PROVIDED ENTRIES Start Marker
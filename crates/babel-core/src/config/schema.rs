//! Configuration schema.
//!
//! Hierarchy: `Config` → `TranslationDefaults`, `ProvidersConfig`,
//! `LocalConfig`, `OAuthConfig`.
//!
//! JSON on disk uses **camelCase** keys; Rust uses snake_case.

use serde::{Deserialize, Serialize};
use serde_json::Value;

use crate::types::{ModelConfig, TranslationConfig};

// ─────────────────────────────────────────────
// Root Config
// ─────────────────────────────────────────────

/// Root configuration: loaded from `~/.babel/config.json` + env vars.
#[derive(Clone, Debug, Default, Serialize, Deserialize)]
#[serde(rename_all = "camelCase", default)]
pub struct Config {
    pub translation: TranslationDefaults,
    pub providers: ProvidersConfig,
    pub local: LocalConfig,
    pub oauth: OAuthConfig,
}

impl Config {
    /// Build the per-client [`TranslationConfig`] for `provider` (or the
    /// configured default provider).
    pub fn translation_config(&self, provider: Option<&str>) -> TranslationConfig {
        let name = provider.unwrap_or(&self.translation.provider).to_string();
        let provider_cfg = self.providers.get_by_name(&name).cloned().unwrap_or_default();

        let mut cfg = TranslationConfig {
            provider: name,
            model: self.translation.model.clone(),
            api_key: provider_cfg.api_key,
            base_url: provider_cfg.api_base,
            source_lang: self.translation.source_lang.clone(),
            target_lang: self.translation.target_lang.clone(),
            ..Default::default()
        };
        cfg.options
            .insert("temperature".into(), Value::from(self.translation.temperature));
        cfg.options
            .insert("max_tokens".into(), Value::from(self.translation.max_tokens));
        if let Some(secs) = self.translation.timeout_secs {
            cfg.options.insert("timeout_secs".into(), Value::from(secs));
        }
        if let Some(path) = &self.oauth.credentials_path {
            cfg.options
                .insert("credentials_path".into(), Value::from(path.clone()));
        }
        if let Some(url) = &self.oauth.token_url {
            cfg.options.insert("token_url".into(), Value::from(url.clone()));
        }
        if let Some(path) = &self.local.binary_path {
            cfg.options.insert("binary_path".into(), Value::from(path.clone()));
        }
        if let Some(dir) = &self.local.models_dir {
            cfg.options.insert("models_dir".into(), Value::from(dir.clone()));
        }
        cfg
    }
}

// ─────────────────────────────────────────────
// Translation defaults
// ─────────────────────────────────────────────

#[derive(Clone, Debug, Serialize, Deserialize)]
#[serde(rename_all = "camelCase", default)]
pub struct TranslationDefaults {
    /// Default provider name.
    pub provider: String,
    /// Default model. Empty means "provider default".
    pub model: String,
    pub source_lang: String,
    pub target_lang: String,
    /// Sampling temperature (0.0 – 2.0).
    pub temperature: f64,
    pub max_tokens: u32,
    /// Per-request timeout override in seconds.
    #[serde(skip_serializing_if = "Option::is_none")]
    pub timeout_secs: Option<u64>,
}

impl Default for TranslationDefaults {
    fn default() -> Self {
        Self {
            provider: "openai".to_string(),
            model: String::new(),
            source_lang: "ru".to_string(),
            target_lang: "sr".to_string(),
            temperature: 0.3,
            max_tokens: 4096,
            timeout_secs: None,
        }
    }
}

// ─────────────────────────────────────────────
// Providers
// ─────────────────────────────────────────────

/// API key and base URL for a single provider.
#[derive(Clone, Debug, Default, Serialize, Deserialize)]
#[serde(rename_all = "camelCase", default)]
pub struct ProviderConfig {
    #[serde(default)]
    pub api_key: String,
    /// Custom API base URL (overrides provider default).
    #[serde(skip_serializing_if = "Option::is_none")]
    pub api_base: Option<String>,
}

impl ProviderConfig {
    /// Whether this provider has a configured API key.
    pub fn is_configured(&self) -> bool {
        !self.api_key.is_empty()
    }
}

#[derive(Clone, Debug, Default, Serialize, Deserialize)]
#[serde(rename_all = "camelCase", default)]
pub struct ProvidersConfig {
    pub openai: ProviderConfig,
    pub anthropic: ProviderConfig,
    pub deepseek: ProviderConfig,
    pub zhipu: ProviderConfig,
    pub qwen: ProviderConfig,
    pub gemini: ProviderConfig,
    pub ollama: ProviderConfig,
}

impl ProvidersConfig {
    /// Get a provider config by name (e.g. `"anthropic"`).
    pub fn get_by_name(&self, name: &str) -> Option<&ProviderConfig> {
        match name {
            "openai" => Some(&self.openai),
            "anthropic" => Some(&self.anthropic),
            "deepseek" => Some(&self.deepseek),
            "zhipu" => Some(&self.zhipu),
            "qwen" => Some(&self.qwen),
            "gemini" => Some(&self.gemini),
            "ollama" => Some(&self.ollama),
            _ => None,
        }
    }

    pub(crate) fn get_mut_by_name(&mut self, name: &str) -> Option<&mut ProviderConfig> {
        match name {
            "openai" => Some(&mut self.openai),
            "anthropic" => Some(&mut self.anthropic),
            "deepseek" => Some(&mut self.deepseek),
            "zhipu" => Some(&mut self.zhipu),
            "qwen" => Some(&mut self.qwen),
            "gemini" => Some(&mut self.gemini),
            "ollama" => Some(&mut self.ollama),
            _ => None,
        }
    }
}

// ─────────────────────────────────────────────
// Local inference
// ─────────────────────────────────────────────

/// Settings for the llama.cpp client and the worker coordinator.
#[derive(Clone, Debug, Serialize, Deserialize)]
#[serde(rename_all = "camelCase", default)]
pub struct LocalConfig {
    /// Explicit `llama-cli` path; discovered on PATH when unset.
    #[serde(skip_serializing_if = "Option::is_none")]
    pub binary_path: Option<String>,
    /// Model directory; `~/.translator/models` when unset.
    #[serde(skip_serializing_if = "Option::is_none")]
    pub models_dir: Option<String>,
    /// Maximum concurrent inference subprocesses.
    pub max_concurrency: usize,
    pub request_timeout_secs: u64,
    /// Default context size when a model does not declare one.
    pub context_size: u32,
    /// GPU offload layers when a GPU backend is detected.
    pub gpu_layers: u32,
    pub temperature: f64,
    pub top_p: f64,
    pub top_k: u32,
    pub repeat_penalty: f64,
    /// Extra `--key value` arguments for every invocation.
    pub additional_args: Vec<String>,
    pub source_lang: String,
    pub target_lang: String,
    pub workers: Vec<ModelConfig>,
}

impl Default for LocalConfig {
    fn default() -> Self {
        Self {
            binary_path: None,
            models_dir: None,
            max_concurrency: 2,
            request_timeout_secs: 300,
            context_size: 8192,
            gpu_layers: 99,
            temperature: 0.3,
            top_p: 0.9,
            top_k: 40,
            repeat_penalty: 1.1,
            additional_args: Vec::new(),
            source_lang: "en".to_string(),
            target_lang: "sr".to_string(),
            workers: Vec::new(),
        }
    }
}

// ─────────────────────────────────────────────
// OAuth
// ─────────────────────────────────────────────

/// Qwen OAuth locations.
#[derive(Clone, Debug, Default, Serialize, Deserialize)]
#[serde(rename_all = "camelCase", default)]
pub struct OAuthConfig {
    /// Credentials file; `~/.translator/qwen_credentials.json` when unset.
    #[serde(skip_serializing_if = "Option::is_none")]
    pub credentials_path: Option<String>,
    /// Token endpoint override.
    #[serde(skip_serializing_if = "Option::is_none")]
    pub token_url: Option<String>,
}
PROVIDED ENTRIES End Marker
* [REQUIRED ACTION]
Repeat the listing exactly, leaving nothing out.

* [ANSWER FOR THE TASK]
filename crates/babel-core/src/config/schema.rs
//! Configuration schema.
//!
//! Hierarchy: `Config` → `TranslationDefaults`, `ProvidersConfig`,
//! `LocalConfig`, `OAuthConfig`.
//!
//! JSON on disk uses **camelCase** keys; Rust uses snake_case.

use serde::{Deserialize, Serialize};
use serde_json::Value;

use crate::types::{ModelConfig, TranslationConfig};

// ─────────────────────────────────────────────
// Root Config
// ─────────────────────────────────────────────

/// Root configuration: loaded from `~/.babel/config.json` + env vars.
#[derive(Clone, Debug, Default, Serialize, Deserialize)]
#[serde(rename_all = "camelCase", default)]
pub struct Config {
    pub translation: TranslationDefaults,
    pub providers: ProvidersConfig,
    pub local: LocalConfig,
    pub oauth: OAuthConfig,
}

impl Config {
    /// Build the per-client [`TranslationConfig`] for `provider` (or the
    /// configured default provider).
    pub fn translation_config(&self, provider: Option<&str>) -> TranslationConfig {
        let name = provider.unwrap_or(&self.translation.provider).to_string();
        let provider_cfg = self.providers.get_by_name(&name).cloned().unwrap_or_default();

        let mut cfg = TranslationConfig {
            provider: name,
            model: self.translation.model.clone(),
            api_key: provider_cfg.api_key,
            base_url: provider_cfg.api_base,
            source_lang: self.translation.source_lang.clone(),
            target_lang: self.translation.target_lang.clone(),
            ..Default::default()
        };
        cfg.options
            .insert("temperature".into(), Value::from(self.translation.temperature));
        cfg.options
            .insert("max_tokens".into(), Value::from(self.translation.max_tokens));
        if let Some(secs) = self.translation.timeout_secs {
            cfg.options.insert("timeout_secs".into(), Value::from(secs));
        }
        if let Some(path) = &self.oauth.credentials_path {
            cfg.options
                .insert("credentials_path".into(), Value::from(path.clone()));
        }
        if let Some(url) = &self.oauth.token_url {
            cfg.options.insert("token_url".into(), Value::from(url.clone()));
        }
        if let Some(path) = &self.local.binary_path {
            cfg.options.insert("binary_path".into(), Value::from(path.clone()));
        }
        if let Some(dir) = &self.local.models_dir {
            cfg.options.insert("models_dir".into(), Value::from(dir.clone()));
        }
        cfg
    }
}

// ─────────────────────────────────────────────
// Translation defaults
// ─────────────────────────────────────────────

#[derive(Clone, Debug, Serialize, Deserialize)]
#[serde(rename_all = "camelCase", default)]
pub struct TranslationDefaults {
    /// Default provider name.
    pub provider: String,
    /// Default model. Empty means "provider default".
    pub model: String,
    pub source_lang: String,
    pub target_lang: String,
    /// Sampling temperature (0.0 – 2.0).
    pub temperature: f64,
    pub max_tokens: u32,
    /// Per-request timeout override in seconds.
    #[serde(skip_serializing_if = "Option::is_none")]
    pub timeout_secs: Option<u64>,
}

impl Default for TranslationDefaults {
    fn default() -> Self {
        Self {
            provider: "openai".to_string(),
            model: String::new(),
            source_lang: "ru".to_string(),
            target_lang: "sr".to_string(),
            temperature: 0.3,
            max_tokens: 4096,
            timeout_secs: None,
        }
    }
}

// ─────────────────────────────────────────────
// Providers
// ─────────────────────────────────────────────

/// API key and base URL for a single provider.
#[derive(Clone, Debug, Default, Serialize, Deserialize)]
#[serde(rename_all = "camelCase", default)]
pub struct ProviderConfig {
    #[serde(default)]
    pub api_key: String,
    /// Custom API base URL (overrides provider default).
    #[serde(skip_serializing_if = "Option::is_none")]
    pub api_base: Option<String>,
}

impl ProviderConfig {
    /// Whether this provider has a configured API key.
    pub fn is_configured(&self) -> bool {
        !self.api_key.is_empty()
    }
}

#[derive(Clone, Debug, Default, Serialize, Deserialize)]
#[serde(rename_all = "camelCase", default)]
pub struct ProvidersConfig {
    pub openai: ProviderConfig,
    pub anthropic: ProviderConfig,
    pub deepseek: ProviderConfig,
    pub zhipu: ProviderConfig,
    pub qwen: ProviderConfig,
    pub gemini: ProviderConfig,
    pub ollama: ProviderConfig,
}

impl ProvidersConfig {
    /// Get a provider config by name (e.g. `"anthropic"`).
    pub fn get_by_name(&self, name: &str) -> Option<&ProviderConfig> {
        match name {
            "openai" => Some(&self.openai),
            "anthropic" => Some(&self.anthropic),
            "deepseek" => Some(&self.deepseek),
            "zhipu" => Some(&self.zhipu),
            "qwen" => Some(&self.qwen),
            "gemini" => Some(&self.gemini),
            "ollama" => Some(&self.ollama),
            _ => None,
        }
    }

    pub(crate) fn get_mut_by_name(&mut self, name: &str) -> Option<&mut ProviderConfig> {
        match name {
            "openai" => Some(&mut self.openai),
            "anthropic" => Some(&mut self.anthropic),
            "deepseek" => Some(&mut self.deepseek),
            "zhipu" => Some(&mut self.zhipu),
            "qwen" => Some(&mut self.qwen),
            "gemini" => Some(&mut self.gemini),
            "ollama" => Some(&mut self.ollama),
            _ => None,
        }
    }
}

// ─────────────────────────────────────────────
// Local inference
// ─────────────────────────────────────────────

/// Settings for the llama.cpp client and the worker coordinator.
#[derive(Clone, Debug, Serialize, Deserialize)]
#[serde(rename_all = "camelCase", default)]
pub struct LocalConfig {
    /// Explicit `llama-cli` path; discovered on PATH when unset.
    #[serde(skip_serializing_if = "Option::is_none")]
    pub binary_path: Option<String>,
    /// Model directory; `~/.translator/models` when unset.
    #[serde(skip_serializing_if = "Option::is_none")]
    pub models_dir: Option<String>,
    /// Maximum concurrent inference subprocesses.
    pub max_concurrency: usize,
    pub request_timeout_secs: u64,
    /// Default context size when a model does not declare one.
    pub context_size: u32,
    /// GPU offload layers when a GPU backend is detected.
    pub gpu_layers: u32,
    pub temperature: f64,
    pub top_p: f64,
    pub top_k: u32,
    pub repeat_penalty: f64,
    /// Extra `--key value` arguments for every invocation.
    pub additional_args: Vec<String>,
    pub source_lang: String,
    pub target_lang: String,
    pub workers: Vec<ModelConfig>,
}

impl Default for LocalConfig {
    fn default() -> Self {
        Self {
            binary_path: None,
            models_dir: None,
            max_concurrency: 2,
            request_timeout_secs: 300,
            context_size: 8192,
            gpu_layers: 99,
            temperature: 0.3,
            top_p: 0.9,
            top_k: 40,
            repeat_penalty: 1.1,
            additional_args: Vec::new(),
            source_lang: "en".to_string(),
            target_lang: "sr".to_string(),
            workers: Vec::new(),
        }
    }
}

// ─────────────────────────────────────────────
// OAuth
// ─────────────────────────────────────────────

/// Qwen OAuth locations.
#[derive(Clone, Debug, Default, Serialize, Deserialize)]
#[serde(rename_all = "camelCase", default)]
pub struct OAuthConfig {
    /// Credentials file; `~/.translator/qwen_credentials.json` when unset.
    #[serde(skip_serializing_if = "Option::is_none")]
    pub credentials_path: Option<String>,
    /// Token endpoint override.
    #[serde(skip_serializing_if = "Option::is_none")]
    pub token_url: Option<String>,
}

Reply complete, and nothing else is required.